Ingredients Needed for Mushroom-Stuffed Omelet
For the veggies:
1 tablespoon vegetable oil
2 ounces of mushrooms, chopped
2 ounces of oyster mushrooms, chopped
1 teaspoon butter
½ small yellow bell pepper, diced
1 teaspoon garlic powder
2 teaspoons of dried oregano
1 teaspoon fresh parsley, chopped
For the omelet:
1 tablespoon heavy cream
1 teaspoon cornstarch
2 tablespoons of parmesan, grated
1 teaspoon olive oil for serving
1 spring onion, chopped (for garnishing)
How to Cook Mushroom-Stuffed Omelet
- For the veggies:
Heat the vegetable oil in a skillet over low heat. Add the mushrooms and oyster mushrooms and stir for 30 seconds.
- Add the butter and melt it. Continuously stir in the process.
- Add the bell pepper, garlic powder, and dried oregano. Season with salt and pepper and stir for 1 – 2 minutes.
- Add the fresh parsley and stir it in. Transfer to a smaller bowl and set aside.
- For the omelet:
Add the eggs, heavy cream, and cornstarch to a bowl. Season with salt and whisk until even.

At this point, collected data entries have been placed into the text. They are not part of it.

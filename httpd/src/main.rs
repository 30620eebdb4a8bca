//! `flocons-httpd`: exposes one `LocalFileService` over HTTP. Equivalent
//! to the original's `bin/floconsd.cpp` and the teacher's `server/src/main.rs`.

use std::net::{IpAddr, SocketAddr};
use std::sync::Arc;

use clap::Parser;
use flocons_core::service::LocalFileService;
use flocons_core::FileService;

/// Serves one directory tree over HTTP as a flocons file service.
#[derive(Parser, Debug)]
#[command(name = "flocons-httpd", version, about)]
struct Args {
    /// Increase log verbosity (can be repeated: -v, -vv).
    #[arg(short, long, action = clap::ArgAction::Count)]
    verbose: u8,

    /// Context name this daemon writes its containers under. Defaults to
    /// the local hostname in the original; this port defaults to a fixed
    /// name rather than pulling in a hostname crate no example in the
    /// pack depends on (see SPEC_FULL.md §6).
    #[arg(short = 'H', long, default_value = "localhost")]
    hostname: String,

    /// TCP port to listen on.
    #[arg(short, long, default_value_t = 8080)]
    port: u16,

    /// Directory this daemon serves.
    data_folder: std::path::PathBuf,
}

fn main() -> anyhow::Result<()> {
    let args = Args::parse();

    let default_filter = match args.verbose {
        0 => "flocons_httpd=info,flocons_core=info,tower_http=info",
        1 => "flocons_httpd=debug,flocons_core=debug,tower_http=debug",
        _ => "trace",
    };
    tracing_subscriber::fmt()
        .with_env_filter(tracing_subscriber::EnvFilter::try_from_default_env().unwrap_or_else(|_| default_filter.into()))
        .init();

    std::fs::create_dir_all(&args.data_folder)?;
    let service: Arc<dyn FileService> = Arc::new(LocalFileService::new(args.hostname, &args.data_folder));
    let addr = SocketAddr::new(IpAddr::from([0, 0, 0, 0]), args.port);

    let runtime = tokio::runtime::Builder::new_multi_thread().enable_all().build()?;
    runtime.block_on(flocons_httpd::serve(service, addr))
}
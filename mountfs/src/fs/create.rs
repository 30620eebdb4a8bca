use super::prelude::*;

/// Handles FUSE `create` (`open(..., O_CREAT)`). Unlike the teacher, this
/// does **not** touch the backing store yet -- eagerly `PUT`ing an empty
/// file and later overwriting it in `release` is exactly the
/// read-modify-write pattern the append-only container can't support. The
/// new inode and its write buffer are registered locally; the single
/// `FileService::create_regular_file` call happens once, in `release`.
pub fn create(
    fs: &mut MountFs,
    req: &Request<'_>,
    parent: u64,
    name: &OsStr,
    mode: u32,
    _umask: u32,
    _flags: i32,
    reply: ReplyCreate,
) {
    let parent_path = match fs.inode_to_path.get(&parent) {
        Some(p) => p.clone(),
        None => {
            reply.error(ENOENT);
            return;
        }
    };
    let Some(filename) = name.to_str() else {
        reply.error(ENOENT);
        return;
    };
    let full_path = parent_path.join(filename);

    let inode = fs.inode_for(full_path.clone(), FileType::RegularFile);
    let fh = fs.next_fh;
    fs.next_fh += 1;
    fs.open_files.insert(fh, OpenWriteFile { path: full_path, mode, buffer: HashMap::new() });

    let ts = SystemTime::now().duration_since(UNIX_EPOCH).map(|d| d.as_secs() as i64).unwrap_or(0);
    let mut attr = file_attr(inode, FileType::RegularFile, 0, mode, ts);
    attr.uid = req.uid();
    attr.gid = req.gid();

    let ttl = Duration::from_secs(fs.config.cache_ttl_seconds);
    fs.attribute_cache.put(inode, attr.clone(), ttl);
    fs.attribute_cache.remove(&parent);

    reply.created(&TTL, &attr, 0, fh, 0);
}

/// Handles FUSE `mkdir`. Directory creation has no overwrite concerns, so
/// this calls straight through to `FileService::create_directory`.
pub fn mkdir(fs: &mut MountFs, req: &Request<'_>, parent: u64, name: &OsStr, mode: u32, _umask: u32, reply: ReplyEntry) {
    let parent_path = match fs.inode_to_path.get(&parent) {
        Some(p) => p.clone(),
        None => {
            reply.error(ENOENT);
            return;
        }
    };
    let Some(dirname) = name.to_str() else {
        reply.error(ENOENT);
        return;
    };
    let full_path = parent_path.join(dirname);

    if let Err(e) = fs.service.create_directory(&full_path) {
        tracing::debug!(%full_path, error = %e, "mkdir failed");
        reply.error(EIO);
        return;
    }

    let inode = fs.inode_for(full_path, FileType::Directory);
    let ts = SystemTime::now().duration_since(UNIX_EPOCH).map(|d| d.as_secs() as i64).unwrap_or(0);
    let mut attr = file_attr(inode, FileType::Directory, 0, mode, ts);
    attr.uid = req.uid();
    attr.gid = req.gid();

    let ttl = Duration::from_secs(fs.config.cache_ttl_seconds);
    fs.attribute_cache.put(inode, attr.clone(), ttl);
    fs.attribute_cache.remove(&parent);

    reply.entry(&TTL, &attr, 0);
}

- Transfer the whisked egg mixture to the same skillet used for cooking the veggies. Cover with a lid and cook for 15 minutes on low heat.
- Spread the cooked veggies over the cooking omelet and add 1 tablespoon of grated parmesan.
- Carefully roll the omelet, top it with the remaining grated parmesan and transfer it to a plate.
- Serve it drizzled with olive oil and garnished with chopped spring onion.